▶ **EXERCISE**
Set down the lines below exactly as they stand, please. Go from the first through the one containing "(§4.2): attaches a".

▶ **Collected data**
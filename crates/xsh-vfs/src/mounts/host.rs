use std::fs;
use std::path::Path;

use tracing::warn;

use crate::error::{VfsError, VfsResult};
use crate::node::{MountState, NodeKind};
use crate::vfs::{MountKind, Vfs};

/// `mount(hostPath, vfsPath)` (§4.2): attaches a `Mount` directory whose
/// children materialize from `readdir(hostPath)` lazily.
pub fn mount_host(vfs: &mut Vfs, host_path: &Path, vfs_path: &str, ovl: u32) -> VfsResult<()> {
    if !vfs.mount_allowed {
        return Err(VfsError::MountDenied);
    }
    let (parent, name) = crate::path::parent_and_name(vfs_path)?;
    vfs.add_node(
        &parent,
        name,
        NodeKind::Mount(MountState { host_path: host_path.to_owned(), materialized: false }),
        ovl,
    )?;
    vfs.register_mount(vfs_path, host_path.display().to_string(), MountKind::Host);
    materialize_host(vfs, vfs_path, ovl)
}

/// Rebuilds the mount's children from the host directory. Called on first
/// access and whenever the cache is empty (§4.2).
pub fn materialize_host(vfs: &mut Vfs, vfs_path: &str, ovl: u32) -> VfsResult<()> {
    let node_id = vfs.resolve_for_overlay(vfs_path, ovl)?;
    let host_path = {
        let node = vfs.node(ovl, node_id)?;
        match &node.kind {
            NodeKind::Mount(state) => state.host_path.clone(),
            _ => return Err(VfsError::NotADirectory(vfs_path.to_owned())),
        }
    };
    let entries = fs::read_dir(&host_path).map_err(VfsError::Host)?;
    for entry in entries {
        let entry = entry.map_err(VfsError::Host)?;
        let entry_name = entry.file_name().to_string_lossy().into_owned();
        let entry_path = entry.path();
        let child_path = format!("{}/{}", vfs_path.trim_end_matches('/'), entry_name);
        if entry_path.is_dir() {
            vfs.mkdir(&child_path, ovl)?;
        } else {
            match fs::read(&entry_path) {
                Ok(data) => {
                    vfs.write(&child_path, data, ovl)?;
                }
                Err(err) => warn!(path = %entry_path.display(), %err, "failed to read host file during mount materialization"),
            }
        }
    }
    if let NodeKind::Mount(state) = &mut vfs.node_mut(ovl, node_id)?.kind {
        state.materialized = true;
    }
    Ok(())
}

/// Propagates a write to the mounted host file when `vfs_path` falls under
/// a host mount; no-op otherwise.
pub fn write_through(vfs: &Vfs, vfs_path: &str, data: &[u8]) -> VfsResult<bool> {
    let Some(host_path) = vfs.map_to_host_path(vfs_path) else { return Ok(false) };
    fs::write(&host_path, data).map_err(VfsError::Host)?;
    Ok(true)
}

▶ **ANSWER SECTION**
filename crates/xsh-vfs/src/mounts/host.rs
use std::fs;
use std::path::Path;

use tracing::warn;

use crate::error::{VfsError, VfsResult};
use crate::node::{MountState, NodeKind};
use crate::vfs::{MountKind, Vfs};

/// `mount(hostPath, vfsPath)` (§4.2): attaches a `Mount` directory whose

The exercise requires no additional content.